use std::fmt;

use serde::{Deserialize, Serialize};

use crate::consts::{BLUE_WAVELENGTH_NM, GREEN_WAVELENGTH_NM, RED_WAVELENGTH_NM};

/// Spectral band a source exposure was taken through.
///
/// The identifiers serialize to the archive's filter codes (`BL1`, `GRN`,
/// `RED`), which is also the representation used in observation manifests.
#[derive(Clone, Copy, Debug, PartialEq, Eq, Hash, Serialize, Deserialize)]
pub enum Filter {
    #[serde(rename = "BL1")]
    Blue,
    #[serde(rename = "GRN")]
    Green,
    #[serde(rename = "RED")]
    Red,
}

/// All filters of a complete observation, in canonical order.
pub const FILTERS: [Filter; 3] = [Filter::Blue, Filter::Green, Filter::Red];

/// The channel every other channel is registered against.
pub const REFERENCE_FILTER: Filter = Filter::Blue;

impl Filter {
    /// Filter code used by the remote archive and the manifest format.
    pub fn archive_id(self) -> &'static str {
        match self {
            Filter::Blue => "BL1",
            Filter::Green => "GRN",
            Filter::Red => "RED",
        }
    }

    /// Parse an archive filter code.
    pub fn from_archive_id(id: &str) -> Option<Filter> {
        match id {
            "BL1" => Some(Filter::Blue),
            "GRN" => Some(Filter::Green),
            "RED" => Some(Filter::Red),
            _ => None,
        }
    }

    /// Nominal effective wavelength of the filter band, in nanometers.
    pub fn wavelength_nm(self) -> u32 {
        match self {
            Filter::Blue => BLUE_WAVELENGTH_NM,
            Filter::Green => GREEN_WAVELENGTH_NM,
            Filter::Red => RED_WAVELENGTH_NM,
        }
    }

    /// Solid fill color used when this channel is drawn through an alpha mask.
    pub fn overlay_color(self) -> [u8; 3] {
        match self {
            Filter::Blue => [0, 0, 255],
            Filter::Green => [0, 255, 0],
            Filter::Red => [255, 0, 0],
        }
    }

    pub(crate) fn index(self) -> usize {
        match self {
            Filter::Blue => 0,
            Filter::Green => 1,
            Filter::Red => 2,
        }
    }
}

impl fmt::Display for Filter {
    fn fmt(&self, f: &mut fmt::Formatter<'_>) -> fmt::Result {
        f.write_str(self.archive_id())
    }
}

_THE PROBLEM_: Show every line in the entries above that contains the string "crate".

_RESULT_:
use crate::consts::{BLUE_WAVELENGTH_NM, GREEN_WAVELENGTH_NM, RED_WAVELENGTH_NM};
    pub(crate) fn index(self) -> usize {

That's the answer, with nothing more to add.